Running the event out of Silent Barn, which is better known for staging weird art shows and avant-garde music concerts, will help the Department of Transportation to connect with a young crowd that often does not get a voice in important city decisions, said organizers.
“The Silent Barn is an institution and they will be able to get a lot of different opinions there,” said artist Sam Polcer, who takes photo portraits of cyclists for his blog Preferred Mode, and will be on hand to offer free snaps of attendees with their rides.
Silent Barn, which is on Bushwick Avenue between Melrose and Jefferson streets, agreed to lend the city its space — and artsy authenticity — because it wants to make improving the neighborhood a larger part of its mission, said the creative cooperative’s community outreach coordinator Andrew McFarland.
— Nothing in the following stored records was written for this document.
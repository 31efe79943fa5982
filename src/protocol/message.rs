//! Message classification for the Midea framing protocol.
//!
//! The message type is the last header byte of every frame and tells
//! whether the frame is a query, a set, or an unsolicited notification.

/// Device type byte carried by every washing machine frame.
pub const DEVICE_TYPE: u8 = 0xDA;

/// Body type of the status query.
pub const BODY_TYPE_QUERY: u8 = 0x03;

/// Body type shared by the power and start/stop commands.
pub const BODY_TYPE_CONTROL: u8 = 0x02;

/// Body type of a notification that carries the full status layout.
pub const BODY_TYPE_STATUS_NOTIFY: u8 = 0x04;

/// Frame classifications.
#[derive(Debug, Clone, Copy, PartialEq, Eq, Hash)]
#[repr(u8)]
pub enum MessageType {
    /// Set request, or the reply to one.
    Set = 0x02,
    /// Query request, or the reply to one.
    Query = 0x03,
    /// Asynchronous notification (variant 1).
    Notify1 = 0x04,
    /// Asynchronous notification (variant 2).
    Notify2 = 0x05,
    /// Exception report.
    Exception = 0x06,
    /// Serial number query.
    QuerySn = 0x07,
    /// Exception report (variant 2).
    Exception2 = 0x0A,
    /// Subtype query.
    QuerySubtype = 0xA0,
}

impl MessageType {
    /// All known message types.
    pub const ALL: [Self; 8] = [
        Self::Set,
        Self::Query,
        Self::Notify1,
        Self::Notify2,
        Self::Exception,
        Self::QuerySn,
        Self::Exception2,
        Self::QuerySubtype,
    ];

    /// Attempts to parse a message type from a byte.
    #[must_use]
    pub const fn from_byte(byte: u8) -> Option<Self> {
        match byte {
            0x02 => Some(Self::Set),
            0x03 => Some(Self::Query),
            0x04 => Some(Self::Notify1),
            0x05 => Some(Self::Notify2),
            0x06 => Some(Self::Exception),
            0x07 => Some(Self::QuerySn),
            0x0A => Some(Self::Exception2),
            0xA0 => Some(Self::QuerySubtype),
            _ => None,
        }
    }

    /// Returns true if a body of this type carries the full status layout.
    ///
    /// Query and set replies always do; notifications only when tagged
    /// with [`BODY_TYPE_STATUS_NOTIFY`].
    #[must_use]
    pub const fn carries_status(&self, body_type: u8) -> bool {
        match self {
            Self::Query | Self::Set => true,
            Self::Notify1 => body_type == BODY_TYPE_STATUS_NOTIFY,
            _ => false,
        }
    }
}

impl From<MessageType> for u8 {
    fn from(msg: MessageType) -> Self {
        msg as Self
    }
}
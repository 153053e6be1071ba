use async_trait::async_trait;
use fractic_server_error::ServerError;

use crate::{
    data::{
        models::iso_date_model::ISODateModel,
        repositories::bills_repository_impl::BillsRepositoryImpl,
    },
    domain::repositories::bills_repository::BillsRepository,
    entities::{BillDate, DisplayBill, RawBill, Store},
    presentation::format::{format_date, format_status},
};

#[async_trait]
pub(crate) trait GetBillsUsecase: Send + Sync {
    /// Fetches every bill and formats it for display. A bill whose date is
    /// corrupted keeps its raw date; only a failed fetch is an error.
    async fn get_bills(&self) -> Result<Vec<DisplayBill>, ServerError>;
}

pub(crate) struct GetBillsUsecaseImpl<R: BillsRepository> {
    bills_repository: R,
}

#[async_trait]
impl<R: BillsRepository> GetBillsUsecase for GetBillsUsecaseImpl<R> {
    async fn get_bills(&self) -> Result<Vec<DisplayBill>, ServerError> {
        let bills: Vec<DisplayBill> = self
            .bills_repository
            .list()
            .await?
            .into_iter()
            .map(format_bill)
            .collect();
        tracing::info!(count = bills.len(), "bills formatted");
        Ok(bills)
    }
}

fn format_bill(raw: RawBill) -> DisplayBill {
    let status = format_status(&raw.status);
    let date = match ISODateModel::check(&raw.date) {
        BillDate::Valid(date) => format_date(date),
        BillDate::Invalid(date) => {
            tracing::warn!(
                bill_id = %raw.id,
                date = %date,
                bill = ?raw,
                "corrupted bill date, keeping raw value"
            );
            date
        }
    };
    DisplayBill::from_raw(raw, date, status)
}

impl<S: Store> GetBillsUsecaseImpl<BillsRepositoryImpl<S>> {
    pub(crate) fn new(store: Option<S>) -> Self {
        Self {
            bills_repository: BillsRepositoryImpl::new(store),
        }
    }
}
There are currently a handful of bike lanes in Bushwick, but the neighborhood is still lacking adequate cycling space along many crucial and heavily-used routes, said Polcer. For instance, the bike lane on Myrtle Avenue — one of the only direct east-west routes in the neighborhood — is in the middle of a driving lane and its painted markings have faded, making it only marginally safer for cyclists than regular roads, he said.
“I would love a protected bike lane on Myrtle Avenue or on any major thoroughfare,” said Polcer, who is also the communication manager for Bike New York, an education and advocacy group.
Many Silent Barn volunteers and regulars would like to see a bike lane running right past the building’s front door, McFarland said.
“It can get pretty hairy out there on Bushwick and we want people to be able to get here safely,” he said.
One frequent Bushwick-bound bicyclist said she is excited to take part in the workshop and give her two cents on how to make the neighborhood a safer place for two-wheeling.
“The more bike lanes there are, the more cyclists use them, the less cars there are, and that alone unclogs roads,” said Clara Flores, who lives in Bedford-Stuyvesant and rides through Bushwick at least three times a week. “The infrastructure needs to make more sense. It has to function like a body, like arteries need capillaries to work.”
The city, which is expecting about 75 riders to attend the workshop, has previously held similar workshops in southern Brooklyn and in the northern hinterlands of Queens, and plans to host more in the future.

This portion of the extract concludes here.